Task to carry out
Nothing less than an exact copy of all the records is required.

Data
--------------------------------------------------

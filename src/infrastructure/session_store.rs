//! 会话存储 - 基础设施层
//!
//! 持有所有评估会话，只暴露"按键取会话"的能力。
//! 每个会话有自己的锁：同一评估者的请求串行，不同评估者互不影响。

use std::collections::HashMap;
use std::sync::{Arc, Mutex};

use tracing::debug;

use crate::models::{AssignmentId, Session, SessionKey};

pub type SharedSession = Arc<tokio::sync::Mutex<Session>>;

/// 会话存储
#[derive(Default)]
pub struct SessionStore {
    sessions: Mutex<HashMap<SessionKey, SharedSession>>,
}

impl SessionStore {
    pub fn new() -> Self {
        Self::default()
    }

    fn map(&self) -> std::sync::MutexGuard<'_, HashMap<SessionKey, SharedSession>> {
        // 表锁只在插入/查找时短暂持有，被毒化时数据仍然一致
        self.sessions.lock().unwrap_or_else(|e| e.into_inner())
    }

    /// 获取会话，不存在则创建
    pub fn session(&self, key: &SessionKey) -> SharedSession {
        let mut map = self.map();
        map.entry(key.clone())
            .or_insert_with(|| {
                debug!("{} 创建新会话", key);
                Arc::new(tokio::sync::Mutex::new(Session::new(key.clone())))
            })
            .clone()
    }

    /// 获取已存在的会话
    pub fn get(&self, key: &SessionKey) -> Option<SharedSession> {
        self.map().get(key).cloned()
    }

    /// 删除某个作业的所有会话，返回删除数量
    pub fn remove_assignment(&self, assignment_id: &AssignmentId) -> usize {
        let mut map = self.map();
        let before = map.len();
        map.retain(|key, _| &key.assignment_id != assignment_id);
        before - map.len()
    }

    pub fn len(&self) -> usize {
        self.map().len()
    }

    pub fn is_empty(&self) -> bool {
        self.map().is_empty()
    }
}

--------------------------------------------------

Task response
filename src/infrastructure/session_store.rs
//! 会话存储 - 基础设施层
//!
//! 持有所有评估会话，只暴露"按键取会话"的能力。
//! 每个会话有自己的锁：同一评估者的请求串行，不同评估者互不影响。

use std::collections::HashMap;
use std::sync::{Arc, Mutex};

use tracing::debug;

use crate::models::{AssignmentId, Session, SessionKey};

pub type SharedSession = Arc<tokio::sync::Mutex<Session>>;

/// 会话存储
#[derive(Default)]
pub struct SessionStore {
    sessions: Mutex<HashMap<SessionKey, SharedSession>>,
}

impl SessionStore {
    pub fn new() -> Self {
        Self::default()
    }

    fn map(&self) -> std::sync::MutexGuard<'_, HashMap<SessionKey, SharedSession>> {
        // 表锁只在插入/查找时短暂持有，被毒化时数据仍然一致
        self.sessions.lock().unwrap_or_else(|e| e.into_inner())
    }

    /// 获取会话，不存在则创建
    pub fn session(&self, key: &SessionKey) -> SharedSession {
        let mut map = self.map();
        map.entry(key.clone())
            .or_insert_with(|| {
                debug!("{} 创建新会话", key);
                Arc::new(tokio::sync::Mutex::new(Session::new(key.clone())))
            })
            .clone()
    }

    /// 获取已存在的会话
    pub fn get(&self, key: &SessionKey) -> Option<SharedSession> {
        self.map().get(key).cloned()
    }

    /// 删除某个作业的所有会话，返回删除数量
    pub fn remove_assignment(&self, assignment_id: &AssignmentId) -> usize {
        let mut map = self.map();
        let before = map.len();
        map.retain(|key, _| &key.assignment_id != assignment_id);
        before - map.len()
    }

    pub fn len(&self) -> usize {
        self.map().len()
    }

    pub fn is_empty(&self) -> bool {
        self.map().is_empty()
    }
}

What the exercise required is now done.